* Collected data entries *
·····
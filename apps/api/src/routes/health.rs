use axum::{extract::State, Json};
use serde_json::{json, Value};

use crate::state::AppState;

/// GET /health
/// Liveness probe with the service version and the storage backend in use.
pub async fn health_handler(State(state): State<AppState>) -> Json<Value> {
    let storage = if state.config.database_url.is_some() {
        "postgres"
    } else {
        "memory"
    };

    Json(json!({
        "status": "ok",
        "service": "prep-api",
        "version": env!("CARGO_PKG_VERSION"),
        "storage": storage
    }))
}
·····
* What to do *
Nothing should be changed: write out all of the data as is.

* Task answer *
filename apps/api/src/routes/health.rs
use axum::{extract::State, Json};
use serde_json::{json, Value};

use crate::state::AppState;

/// GET /health
/// Liveness probe with the service version and the storage backend in use.
pub async fn health_handler(State(state): State<AppState>) -> Json<Value> {
    let storage = if state.config.database_url.is_some() {
        "postgres"
    } else {
        "memory"
    };

    Json(json!({
        "status": "ok",
        "service": "prep-api",
        "version": env!("CARGO_PKG_VERSION"),
        "storage": storage
    }))
}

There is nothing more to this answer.